# Any links to Solar Trough Home use?



## mightybooboo (Feb 10, 2004)

Someone mentioned somewhere (excuse me I dont remember who offhand) is this tech scalable to home use?

I couldnt find any but seems to me it might make a good hot water source for domestic hot water or hot water radiant floor heating?

Anybody ever seen anything like that?


----------



## SolarGary (Sep 8, 2005)

Hi Boo,
These are not exactly trough style concentrators, but some are close:
http://www.builditsolar.com/Projects/Concentrating/concentrating.htm

It seems like the Aquaflector is pretty clever and buildable.

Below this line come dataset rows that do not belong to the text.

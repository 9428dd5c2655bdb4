//! Common types, traits, and utilities shared across the crate.

// Submodule declarations
pub mod error;
pub mod metadata;
pub mod xml;

// Re-exports for convenience
pub use error::{BoxError, Error, ErrorKind, Result};
pub use metadata::Metadata;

I've always thought that this one was pretty clever -- its a sort of concentrating design:
http://www.builditsolar.com/Experimental/ShurcliffPart4/s170.htm

Gary


----------



## ed/IL (May 11, 2002)

Here is one that might be a do it yourself project. http://www.motherearthnews.com/Renewable-Energy/1976-05-01/The-Hot-Line-Solar-Collector.aspx


----------



## mightybooboo (Feb 10, 2004)

1976 yet!

Sure looks like a good idea,wonder why its 'lost'?


----------



## wy_white_wolf (Oct 14, 2004)

Because the company went bankrupt.

In 2003 they (AERCO and NRG Energy) where on this troubled company list.
http://bankrupt.com/TCR_Public/030827.mbx NRG was fending off creditors.

Makes you wonder if it was that they couldn't produce them cheap enough to compete or poor marketing.

P.S. and I never said they DIDN'T WORK


----------